Nous voyons ici le noble entendement d’Abraham, un entendement victorieux. Et nous voyons ici le ministère de Melchisédek pour une âme victorieuse. Il a fortifié Abraham avec le vin et le pain. Ge. 14, 18. Maintenant, Jésus a triomphé de toutes les principautés et les puissances. Il siège maintenant comme souverain sacrificateur fidèle à la droite de Dieu, et il va toujours à la rencontre d’une âme victorieuse avec du pain et du vin, avec de la consolation et de l’espérance. Tandis que Satan vient avec de la gloire (de la vaine gloire) et des richesses. Combien de prédicateurs, après de grands réveils, ne se sont-ils pas laissé tromper par des richesses – les richesses du roi de Sodome. Et puis ils ont vendu les personnes pour un salaire sordide. Et ils ont aussi renoncé à la bénédiction de Melchisédek et son pain et son vin. Voilà pourquoi on ne connaît pas Jésus-Christ comme grand souverain sacrificateur selon l’ordre de Melchisédek.

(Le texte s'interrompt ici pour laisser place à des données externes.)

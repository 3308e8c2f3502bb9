use thiserror::Error;

#[derive(Error, Debug)]
pub enum CourierError {
    #[error("Database error: {0}")]
    Database(String),

    #[error("Configuration error: {0}")]
    Config(String),

    #[error("Transport error: {0}")]
    Transport(String),

    #[error("Validation error: {0}")]
    Validation(String),
}
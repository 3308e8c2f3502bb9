//! Typed replies returned by the state machines.
//!
//! The core never renders copy. Every accepted or rejected input maps to a
//! variant specific enough for the dispatcher to tell the user exactly what
//! was expected; how that becomes channel text and keyboards is the
//! gateway's business.

use courier_common::{ChatId, LanguageCode, Participant, TargetSpec};

use crate::report::DeliveryReport;

#[derive(Debug, Clone, PartialEq)]
pub enum Reply {
    // --- Registration ---
    /// First contact from an identity that already has a participant record.
    AlreadyRegistered { name: String },
    /// New session created; ask for the shared-contact credential.
    PhonePrompt { greeting_name: String },
    /// Input at AwaitingPhone was not a contact credential.
    PhoneRejected,
    /// Phone accepted; ask for a language code.
    LanguagePrompt,
    /// Code outside the language set; step unchanged.
    LanguageRejected,
    /// Language accepted; ask for a country code.
    CountryPrompt { language: LanguageCode },
    /// Code outside the country set; step unchanged.
    CountryRejected,
    /// Participant committed, session retired, operators notified.
    RegistrationComplete { participant: Participant },
    /// Step input arrived with no backing session; ask the user to restart.
    SessionMissing,
    /// Session deleted on explicit cancel.
    RegistrationCancelled,

    // --- Broadcast ---
    /// Identity outside the privileged set touched a broadcast entry point.
    Denied,
    /// Fresh job created; ask for an audience.
    AudiencePrompt { total_participants: i64 },
    /// Single-recipient target chosen; ask for the recipient id.
    RecipientPrompt,
    /// Recipient id input did not parse as a numeric id.
    RecipientRejected,
    /// No participant exists under the given id; still selecting.
    UnknownRecipient { id: ChatId },
    /// Audience fixed; ask for the message payload.
    MessagePrompt { target: TargetSpec },
    /// Resolved audience was empty; job discarded.
    NoRecipients,
    /// Payload captured; show preview + audience size, ask confirm/cancel.
    ConfirmPrompt {
        target: TargetSpec,
        preview: String,
        audience_size: usize,
    },
    /// Input at AwaitingConfirmation that is neither confirm nor cancel.
    /// Job and payload untouched.
    ConfirmationPending,
    /// Job discarded before sending.
    BroadcastCancelled,
    /// Delivery loop ran to completion.
    BroadcastReport {
        target: TargetSpec,
        report: DeliveryReport,
    },
}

V. 7-10. C’est lui qui, dans les jours de sa chair, ayant présenté avec de grands cris et avec larmes des prières et des supplications à celui qui pouvait le sauver de la mort, et ayant été exaucé à cause de sa piété, a appris, bien qu’il fût Fils, l’obéissance par les choses qu’il a souffertes, et qui, après avoir été élevé à la perfection, est devenu pour tous ceux qui lui obéissent l’auteur d’un salut éternel, Dieu l’ayant déclaré souverain sacrificateur selon l’ordre de Melchisédek.

Jésus a été sauvé de la mort à cause de sa piété. De quelle mort a-t-il été sauvé ? Il devait mourir pour nos péchés, mais il a pourtant été sauvé de la mort. Il a souffert la mort selon la chair, et a été rendu vivant quant à l’esprit. Jésus a dû mener un grand combat pour être sauvé de la mort dont il parle.